- What the task asks -
Needed from the data below: all lines that contain the word "plus".

- Source data -

%%

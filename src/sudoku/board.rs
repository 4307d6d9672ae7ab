#![warn(clippy::all, clippy::pedantic, clippy::nursery, clippy::cargo)]
//! The constraint-tracking board model.
//!
//! A [`Board`] is a flat, row-major array of `N * N` cell values (0 =
//! empty, `1..=N` = placed symbol) plus three [`ConstraintSet`]s, one per
//! group family (rows, columns, blocks). Every placement updates the
//! value array and all three masks together, so testing whether a symbol
//! is legal for a cell is a constant-time mask lookup rather than a scan
//! of the cell's twenty-plus peers.
//!
//! The board does not re-validate placements: [`Board::place`] requires
//! that the caller has checked the move with [`Board::check`], and
//! [`Board::unplace`] must pair LIFO with the `place` that filled the
//! cell. The [`Solver`](crate::sudoku::solver::Solver)'s recursion
//! structure enforces that discipline; the board itself only asserts it
//! in debug builds.

use crate::sudoku::cell::CellRef;
use crate::sudoku::constraint::ConstraintSet;
use crate::sudoku::error::SudokuError;
use itertools::Itertools;
use smallvec::SmallVec;
use std::fmt;

/// Candidate lists stay inline up to this many symbols.
type Candidates = SmallVec<[usize; 16]>;

/// An N x N Sudoku grid with incrementally maintained group masks.
///
/// Invariant: for every filled cell the corresponding bit is set in the
/// masks of all three of its groups; for every empty cell no mask owes it
/// a bit. Equivalently, the masks are exactly the union of the placed
/// cells, which is what makes `check` + `place` + `unplace` a round trip
/// back to the identical board state.
#[derive(Debug, Clone, PartialEq, Eq)]
pub struct Board {
    size: usize,
    block_size: usize,
    cells: Vec<usize>,
    rows: ConstraintSet,
    cols: ConstraintSet,
    blocks: ConstraintSet,
}

impl Board {
    /// Creates an empty board of `size` symbols per group.
    ///
    /// # Errors
    ///
    /// Returns [`SudokuError::MalformedSize`] when `size` is zero or its
    /// square root is not an integer (no block structure exists).
    pub fn new(size: usize) -> Result<Self, SudokuError> {
        let block_size = size.isqrt();
        if size == 0 || block_size * block_size != size {
            return Err(SudokuError::MalformedSize { size });
        }
        Ok(Self {
            size,
            block_size,
            cells: vec![0; size * size],
            rows: ConstraintSet::new(size, size),
            cols: ConstraintSet::new(size, size),
            blocks: ConstraintSet::new(size, size),
        })
    }

    /// The number of symbols (and of rows, columns and blocks).
    #[must_use]
    pub const fn size(&self) -> usize {
        self.size
    }

    /// Cells on one side of a block; the square root of `size`.
    #[must_use]
    pub const fn block_size(&self) -> usize {
        self.block_size
    }

    /// Total number of cells, `size * size`.
    #[must_use]
    pub const fn cell_count(&self) -> usize {
        self.size * self.size
    }

    /// Builds the handle for the cell at `index`.
    ///
    /// # Panics
    ///
    /// If `index` is not below [`Self::cell_count`].
    #[must_use]
    pub fn cell(&self, index: usize) -> CellRef {
        assert!(index < self.cell_count(), "cell index out of range");
        CellRef::new(index, self.size, self.block_size)
    }

    /// The current value at `cell`; 0 when empty.
    #[must_use]
    pub fn value(&self, cell: CellRef) -> usize {
        self.cells[cell.index()]
    }

    /// Returns `true` iff `symbol` is legal for `cell`: its bit is clear
    /// in the union of the cell's row, column and block masks. No side
    /// effects, O(1).
    #[must_use]
    pub fn check(&self, cell: CellRef, symbol: usize) -> bool {
        !(self.rows.contains(cell.row(), symbol)
            || self.cols.contains(cell.col(), symbol)
            || self.blocks.contains(cell.block(), symbol))
    }

    /// Writes `symbol` into `cell` and sets its bit in all three group
    /// masks.
    ///
    /// Precondition: the caller has verified [`Self::check`]; placing a
    /// conflicting value corrupts the masks.
    pub fn place(&mut self, cell: CellRef, symbol: usize) {
        debug_assert!(self.check(cell, symbol), "placing a conflicting symbol");
        debug_assert_eq!(self.cells[cell.index()], 0, "placing into a filled cell");
        self.cells[cell.index()] = symbol;
        self.rows.insert(cell.row(), symbol);
        self.cols.insert(cell.col(), symbol);
        self.blocks.insert(cell.block(), symbol);
    }

    /// Empties `cell` and clears its symbol's bit from all three group
    /// masks. Must pair LIFO with the [`Self::place`] that filled the
    /// cell; calling it on an empty cell is a caller bug.
    pub fn unplace(&mut self, cell: CellRef) {
        let symbol = self.cells[cell.index()];
        debug_assert_ne!(symbol, 0, "unplacing an empty cell");
        self.cells[cell.index()] = 0;
        self.rows.remove(cell.row(), symbol);
        self.cols.remove(cell.col(), symbol);
        self.blocks.remove(cell.block(), symbol);
    }

    /// Number of symbols still legal for `cell`. O(N); used only by
    /// ordering heuristics.
    #[must_use]
    pub fn candidate_count(&self, cell: CellRef) -> usize {
        (1..=self.size)
            .filter(|&symbol| self.check(cell, symbol))
            .count()
    }

    /// The symbols still legal for `cell`, ascending. O(N).
    #[must_use]
    pub fn candidates(&self, cell: CellRef) -> Candidates {
        (1..=self.size)
            .filter(|&symbol| self.check(cell, symbol))
            .collect()
    }

    /// Returns `true` when every cell holds a symbol.
    #[must_use]
    pub fn is_full(&self) -> bool {
        self.cells.iter().all(|&value| value != 0)
    }

    /// Takes an immutable copy of the current cell values. The snapshot
    /// is independent of the board: later placements and backtracking do
    /// not touch it.
    #[must_use]
    pub fn snapshot(&self) -> Solution {
        Solution {
            size: self.size,
            block_size: self.block_size,
            cells: self.cells.clone(),
        }
    }
}

impl fmt::Display for Board {
    fn fmt(&self, f: &mut fmt::Formatter<'_>) -> fmt::Result {
        fmt_cells(f, self.size, &self.cells)
    }
}

/// A completed (or, for progress reports, partial) assignment frozen at a
/// point in time.
///
/// Solutions are created fresh from [`Board::snapshot`] each time the
/// search fills the last cell, so the backtracking that follows cannot
/// corrupt an already-emitted solution.
#[derive(Debug, Clone, PartialEq, Eq)]
pub struct Solution {
    size: usize,
    block_size: usize,
    cells: Vec<usize>,
}

impl Solution {
    /// The number of symbols per group.
    #[must_use]
    pub const fn size(&self) -> usize {
        self.size
    }

    /// The frozen cell values, row-major.
    #[must_use]
    pub fn values(&self) -> &[usize] {
        &self.cells
    }

    /// The frozen value at `(row, col)`.
    #[must_use]
    pub fn value_at(&self, row: usize, col: usize) -> usize {
        self.cells[row * self.size + col]
    }

    /// Checks the uniqueness invariant: every cell filled, and every row,
    /// column and block containing each symbol `1..=N` exactly once.
    #[must_use]
    pub fn verify(&self) -> bool {
        let n = self.size;
        let groups = [
            Self::row_of as fn(&Self, usize, usize) -> usize,
            Self::col_of,
            Self::block_of,
        ];
        groups.iter().all(|group_of| {
            (0..n).all(|group| {
                let mut seen = vec![false; n];
                (0..n).all(|member| {
                    let value = self.cells[group_of(self, group, member)];
                    value >= 1 && value <= n && !std::mem::replace(&mut seen[value - 1], true)
                })
            })
        })
    }

    fn row_of(&self, group: usize, member: usize) -> usize {
        group * self.size + member
    }

    fn col_of(&self, group: usize, member: usize) -> usize {
        member * self.size + group
    }

    fn block_of(&self, group: usize, member: usize) -> usize {
        let b = self.block_size;
        let row = (group / b) * b + member / b;
        let col = (group % b) * b + member % b;
        row * self.size + col
    }
}

impl fmt::Display for Solution {
    fn fmt(&self, f: &mut fmt::Formatter<'_>) -> fmt::Result {
        fmt_cells(f, self.size, &self.cells)
    }
}

/// Renders `cells` as `size` rows of space-joined values, one row per
/// line, with a trailing newline after the final row.
fn fmt_cells(f: &mut fmt::Formatter<'_>, size: usize, cells: &[usize]) -> fmt::Result {
    for row in cells.chunks(size) {
        writeln!(f, "{}", row.iter().join(" "))?;
    }
    Ok(())
}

%%

- Exercise result -
//! empty, `1..=N` = placed symbol) plus three [`ConstraintSet`]s, one per
//! of the cell's twenty-plus peers.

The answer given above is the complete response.